The rubbish being at last sufficiently cleared, Billy bent his head and dipped down the steps. Charlie Lee followed, and the fourteen were on their way. Silently and cautiously, as if he had been relieving a hen-roost of its superfluous inhabitants, Billy crept along, testing the foothold at every step. He came to the stairway up to the dungeon, pausing a moment, to listen. There was a great pow-wow overhead. The Smoutchies were in the seventh heaven of jubilation over the repulse of the enemy.

Suddenly somebody in the passage sneezed.

Billy turned to Charlie Lee. "If that man does that again, burke him!" he whispered.

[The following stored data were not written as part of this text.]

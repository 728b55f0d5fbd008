//! Check results, severity levels, and the aggregated report.

use serde::Serialize;

/// Outcome class of one check.
#[derive(Debug, Clone, Copy, PartialEq, Eq, Serialize)]
#[serde(rename_all = "lowercase")]
pub enum Severity {
    /// The property holds.
    Pass,
    /// Suspicious but not a violation.
    Warning,
    /// The property is violated.
    Failure,
}

impl Severity {
    /// Four-letter tag used in the text report.
    pub const fn tag(self) -> &'static str {
        match self {
            Severity::Pass => "PASS",
            Severity::Warning => "WARN",
            Severity::Failure => "FAIL",
        }
    }
}

/// Result of one property check.
#[derive(Debug, Clone, Serialize)]
pub struct CheckResult {
    /// Identifier of the check, `<component>/<property>`.
    pub check: String,
    /// One-line outcome.
    pub message: String,
    /// Outcome class.
    pub severity: Severity,
    /// Offending entries, if any.
    #[serde(skip_serializing_if = "Vec::is_empty")]
    pub details: Vec<String>,
}

impl CheckResult {
    fn with(check: impl Into<String>, message: impl Into<String>, severity: Severity) -> Self {
        Self {
            check: check.into(),
            message: message.into(),
            severity,
            details: Vec::new(),
        }
    }

    /// A passing check.
    pub fn pass(check: impl Into<String>, message: impl Into<String>) -> Self {
        Self::with(check, message, Severity::Pass)
    }

    /// A warning.
    pub fn warn(check: impl Into<String>, message: impl Into<String>) -> Self {
        Self::with(check, message, Severity::Warning)
    }

    /// A failed check.
    pub fn fail(check: impl Into<String>, message: impl Into<String>) -> Self {
        Self::with(check, message, Severity::Failure)
    }

    /// Attach offending entries.
    #[must_use]
    pub fn with_details(mut self, details: Vec<String>) -> Self {
        self.details = details;
        self
    }

    /// Pass if `violations` is empty, otherwise fail listing them.
    pub fn from_violations(
        check: impl Into<String>,
        ok: impl Into<String>,
        violations: Vec<String>,
    ) -> Self {
        if violations.is_empty() {
            Self::pass(check, ok)
        } else {
            let n = violations.len();
            Self::fail(check, format!("{} violation(s)", n)).with_details(violations)
        }
    }

    /// Whether this check failed.
    pub fn is_failure(&self) -> bool {
        self.severity == Severity::Failure
    }
}

/// Every check result of one run.
#[derive(Debug, Default, Serialize)]
pub struct ConformanceReport {
    /// Results in execution order.
    pub results: Vec<CheckResult>,
}

impl ConformanceReport {
    /// Empty report.
    pub fn new() -> Self {
        Self::default()
    }

    /// Append one result.
    pub fn push(&mut self, result: CheckResult) {
        self.results.push(result);
    }

    /// Append all results of `other`.
    pub fn extend(&mut self, other: ConformanceReport) {
        self.results.extend(other.results);
    }

    /// Number of results with the given severity.
    pub fn count(&self, severity: Severity) -> usize {
        self.results.iter().filter(|r| r.severity == severity).count()
    }

    /// Number of failed checks.
    pub fn failure_count(&self) -> usize {
        self.count(Severity::Failure)
    }

    /// True when no check failed.
    pub fn all_passed(&self) -> bool {
        self.failure_count() == 0
    }
}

Then with a firm step he mounted the final ascent of the secret stair. His head hit hard against the roof at the top. He had not remembered how Hugh John had told him that the exit was under the lowest part of the bottle dungeon.

"Bless that roof!" he muttered piously—more piously, perhaps, than could have been expected of him, considering his upbringing.

"If Billy Blythe says that again, burke him!" said a carefully disguised gruff voice from the back—evidently that of the late sneezer.

"Silence—or by the Lord I'll slay you!" returned Billy, in a hissing whisper.

There was the silence of the grave behind. Billy Blythe made himself much respected for the moral rectitude and true worth of his character.

One by one the fourteen stepped clear of the damp stairs, and stood in the wide circuit of the dungeon.